Direction 4: Driver Molecular Markers in High-Risk B-ALL

Figure for A978 in High-Risk B-ALL

Philadelphia chromosome-positive (Ph) and Ph-like B-cell acute lymphoblastic leukemia (B-ALL) are high-risk subtypes with very poor clinical outcomes. Through large-scale transcriptomic analysis, we identified A978 as the most significant RNA marker of Ph/Ph-like B-ALL. To investigate its role in leukemia initiation and progression, we employed multiple experimental approaches, including cell growth competition assay, scRNA-seq, Bio-ID (proximity labeling with mass spectrometry), dTAG fast degradation assay (to identify direct targets), CUT&RUN/CUT&Tag and 4C assays (to study A978 activation), transmission electron microscopy (TEM) and immuno-TEM to determine A978’s localization within cellular compartments (in mitochondria).

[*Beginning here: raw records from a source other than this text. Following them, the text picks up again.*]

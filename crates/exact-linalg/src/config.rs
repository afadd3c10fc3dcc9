use bigdecimal::BigDecimal;
use num_bigint::BigInt;
use serde::{Deserialize, Serialize};
use std::convert::TryFrom;
use std::str::FromStr;

use crate::error::{LinalgError, Result};
use crate::validation;

/// Decimal rounding rules, numbered by their conventional ordinal code.
#[derive(Deserialize, Serialize, Debug, Clone, Copy, PartialEq, Eq, Hash)]
#[serde(rename_all = "snake_case")]
pub enum RoundingMode {
    Up,
    Down,
    Ceiling,
    Floor,
    HalfUp,
    HalfDown,
    HalfEven,
    /// Assert that no rounding is needed; fails when the result is inexact.
    Unnecessary,
}

impl Default for RoundingMode {
    fn default() -> Self {
        RoundingMode::HalfUp
    }
}

impl RoundingMode {
    pub const ALL: [RoundingMode; 8] = [
        RoundingMode::Up,
        RoundingMode::Down,
        RoundingMode::Ceiling,
        RoundingMode::Floor,
        RoundingMode::HalfUp,
        RoundingMode::HalfDown,
        RoundingMode::HalfEven,
        RoundingMode::Unnecessary,
    ];

    /// Look up a rounding mode by its code in `[0, 7]`.
    pub fn from_code(code: i32) -> Result<Self> {
        usize::try_from(code)
            .ok()
            .and_then(|idx| Self::ALL.get(idx).copied())
            .ok_or_else(|| LinalgError::InvalidRoundingMode(code.to_string()))
    }

    pub fn code(self) -> i32 {
        self as i32
    }
}

impl TryFrom<i32> for RoundingMode {
    type Error = LinalgError;

    fn try_from(code: i32) -> Result<Self> {
        RoundingMode::from_code(code)
    }
}

impl FromStr for RoundingMode {
    type Err = LinalgError;

    fn from_str(s: &str) -> Result<Self> {
        match s.to_lowercase().replace('-', "_").as_str() {
            "up" => Ok(RoundingMode::Up),
            "down" => Ok(RoundingMode::Down),
            "ceiling" => Ok(RoundingMode::Ceiling),
            "floor" => Ok(RoundingMode::Floor),
            "half_up" => Ok(RoundingMode::HalfUp),
            "half_down" => Ok(RoundingMode::HalfDown),
            "half_even" => Ok(RoundingMode::HalfEven),
            "unnecessary" => Ok(RoundingMode::Unnecessary),
            _ => Err(LinalgError::InvalidRoundingMode(s.to_string())),
        }
    }
}

/// Central configuration for the square-root routine and everything that delegates to it
/// (vector norms and distances).
#[derive(Deserialize, Serialize, Debug, Clone, PartialEq)]
pub struct SqrtConfig {
    /// Iteration stops once consecutive approximations differ by less than this.
    pub precision: BigDecimal,
    /// Digits kept after the decimal point in the final result.
    pub scale: i64,
    #[serde(default)]
    pub rounding: RoundingMode,
}

impl SqrtConfig {
    pub const DEFAULT_PRECISION_DIGITS: i64 = 10;
    pub const DEFAULT_SCALE: i64 = 10;

    pub fn new(precision: BigDecimal, scale: i64, rounding: RoundingMode) -> Result<Self> {
        let config = Self {
            precision,
            scale,
            rounding,
        };
        config.validate()?;
        Ok(config)
    }

    /// `1e-10`
    pub fn default_precision() -> BigDecimal {
        BigDecimal::new(BigInt::from(1), Self::DEFAULT_PRECISION_DIGITS)
    }

    /// Re-check the invariants; needed after deserializing a config from untrusted input.
    pub fn validate(&self) -> Result<()> {
        validation::check_precision(&self.precision)?;
        validation::check_scale(self.scale)
    }
}

impl Default for SqrtConfig {
    fn default() -> Self {
        Self {
            precision: Self::default_precision(),
            scale: Self::DEFAULT_SCALE,
            rounding: RoundingMode::HalfUp,
        }
    }
}
use std::fmt;

/// Maximum number of elements a queue may hold, fixed when the queue is created.
#[derive(Clone, Copy, Debug, Default, PartialEq, Eq, Hash)]
pub enum Capacity {
    Bounded(usize),
    #[default]
    Unbounded,
}

impl Capacity {
    pub fn is_unbounded(self) -> bool {
        matches!(self, Capacity::Unbounded)
    }

    /// The element limit, or `None` for an unbounded queue.
    pub fn limit(self) -> Option<usize> {
        match self {
            Capacity::Bounded(limit) => Some(limit),
            Capacity::Unbounded => None,
        }
    }

    /// Whether a queue currently holding `len` elements can take one more.
    pub fn admits(self, len: usize) -> bool {
        match self {
            Capacity::Bounded(limit) => len < limit,
            Capacity::Unbounded => true,
        }
    }
}

impl From<Option<usize>> for Capacity {
    fn from(limit: Option<usize>) -> Self {
        limit.map_or(Capacity::Unbounded, Capacity::Bounded)
    }
}

impl From<usize> for Capacity {
    fn from(limit: usize) -> Self {
        Capacity::Bounded(limit)
    }
}

impl fmt::Display for Capacity {
    fn fmt(&self, f: &mut fmt::Formatter<'_>) -> fmt::Result {
        match self {
            Capacity::Bounded(limit) => write!(f, "{limit}"),
            Capacity::Unbounded => f.write_str("unbounded"),
        }
    }
}

#[cfg(test)]
mod test {
    use super::Capacity;

    #[test]
    fn bounded_admits_below_limit_only() {
        let cap = Capacity::Bounded(2);
        assert!(cap.admits(0));
        assert!(cap.admits(1));
        assert!(!cap.admits(2));
        assert!(!Capacity::Bounded(0).admits(0));
        assert!(Capacity::Unbounded.admits(usize::MAX));
    }

    #[test]
    fn conversions() {
        assert_eq!(Capacity::from(None), Capacity::Unbounded);
        assert_eq!(Capacity::from(Some(3)), Capacity::Bounded(3));
        assert_eq!(Capacity::from(7).limit(), Some(7));
        assert!(Capacity::default().is_unbounded());
        assert_eq!(Capacity::Bounded(10).to_string(), "10");
        assert_eq!(Capacity::Unbounded.to_string(), "unbounded");
    }
}
use thiserror::Error;

/// Returned by [`ConcurrentQueue::push`](super::ConcurrentQueue::push) when the element could not
/// be stored. The queue is left untouched and the element is handed back.
#[derive(Debug, Error, PartialEq, Eq)]
pub enum PushError<T> {
    #[error("can't push element, queue beyond limits ({capacity})")]
    Full { element: T, capacity: usize },
}

impl<T> PushError<T> {
    /// Gives back the rejected element.
    pub fn into_inner(self) -> T {
        match self {
            PushError::Full { element, .. } => element,
        }
    }

    pub fn capacity(&self) -> usize {
        match self {
            PushError::Full { capacity, .. } => *capacity,
        }
    }
}
use std::{marker::PhantomData, ptr::NonNull};

struct Node<T> {
    next: Option<NonNull<Node<T>>>,
    data: T,
}

/// Singly-linked list of heap nodes with a head and a tail pointer.
///
/// Every node is allocated by `push_back` and owned by the chain until `pop_front` turns it back
/// into a `Box`. Nodes never point backwards, so unlinking the head is the only reclamation step.
/// The chain itself is not synchronized; `ConcurrentQueue` keeps it behind its lock.
pub(super) struct Chain<T> {
    head: Option<NonNull<Node<T>>>,
    tail: Option<NonNull<Node<T>>>,
    len: usize,
    _owns: PhantomData<Box<Node<T>>>,
}

// The chain owns its nodes exactly like a `Box<Node<T>>` would.
unsafe impl<T: Send> Send for Chain<T> {}
unsafe impl<T: Sync> Sync for Chain<T> {}

impl<T> Chain<T> {
    pub(super) const fn new() -> Self {
        Self {
            head: None,
            tail: None,
            len: 0,
            _owns: PhantomData,
        }
    }

    #[inline]
    pub(super) fn len(&self) -> usize {
        self.len
    }

    pub(super) fn push_back(&mut self, data: T) {
        let node = NonNull::from(Box::leak(Box::new(Node { next: None, data })));
        match self.tail {
            None => self.head = Some(node),
            // SAFETY: `tail` is a live node of this chain and `&mut self` rules out other access.
            Some(tail) => unsafe { (*tail.as_ptr()).next = Some(node) },
        }
        self.tail = Some(node);
        self.len += 1;
    }

    pub(super) fn pop_front(&mut self) -> Option<T> {
        let head = self.head?;
        // SAFETY: `head` was leaked by `push_back` and is unlinked here exactly once.
        let node = unsafe { Box::from_raw(head.as_ptr()) };
        self.head = node.next;
        self.len -= 1;
        if self.len == 0 {
            // Drop the tail as well, it still points at the node we just freed.
            self.head = None;
            self.tail = None;
        }
        Some(node.data)
    }

    pub(super) fn iter(&self) -> Iter<'_, T> {
        Iter {
            next: self.head,
            remaining: self.len,
            _chain: PhantomData,
        }
    }

    #[cfg(test)]
    pub(super) fn assert_invariants(&self) {
        assert_eq!(self.len == 0, self.head.is_none());
        assert_eq!(self.len == 0, self.tail.is_none());
        assert_eq!(self.len == 1, self.len > 0 && self.head == self.tail);

        let mut cursor = self.head;
        let mut last = None;
        for _ in 0..self.len {
            let node = cursor.expect("chain shorter than its length");
            last = Some(node);
            cursor = unsafe { node.as_ref().next };
        }
        assert!(cursor.is_none(), "chain longer than its length");
        assert_eq!(last, self.tail);
    }
}

impl<T> Drop for Chain<T> {
    fn drop(&mut self) {
        // Unlink one node at a time so long chains don't recurse through `Drop`.
        while self.pop_front().is_some() {}
    }
}

pub(super) struct Iter<'a, T> {
    next: Option<NonNull<Node<T>>>,
    remaining: usize,
    _chain: PhantomData<&'a Node<T>>,
}

impl<'a, T> Iterator for Iter<'a, T> {
    type Item = &'a T;

    fn next(&mut self) -> Option<&'a T> {
        let node = self.next?;
        // SAFETY: the borrowed chain keeps every node alive and unmodified for `'a`.
        let node = unsafe { &*node.as_ptr() };
        self.next = node.next;
        self.remaining -= 1;
        Some(&node.data)
    }

    fn size_hint(&self) -> (usize, Option<usize>) {
        (self.remaining, Some(self.remaining))
    }
}

impl<T> ExactSizeIterator for Iter<'_, T> {}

For translational applications, we designed a CpG-conjugated small interfering RNA (CpG-siRNA) to specifically target A978 in Ph B-ALL. This strategy has been tested using both in vitro leukemia models and in vivo patient-derived xenograft (PDX) models, demonstrating significant therapeutic potential.

Direction 5: Novel Molecular Markers in B-ALL Subtypes

Figure for Molecular Markers

B-ALL is a complex disease with multiple subtypes, each driven by different genetic and molecular changes. Studying RNA-based molecular markers helps not only in classifying these subtypes but also in understanding how they contribute to disease development, progression, drug response, and their potential as therapeutic targets.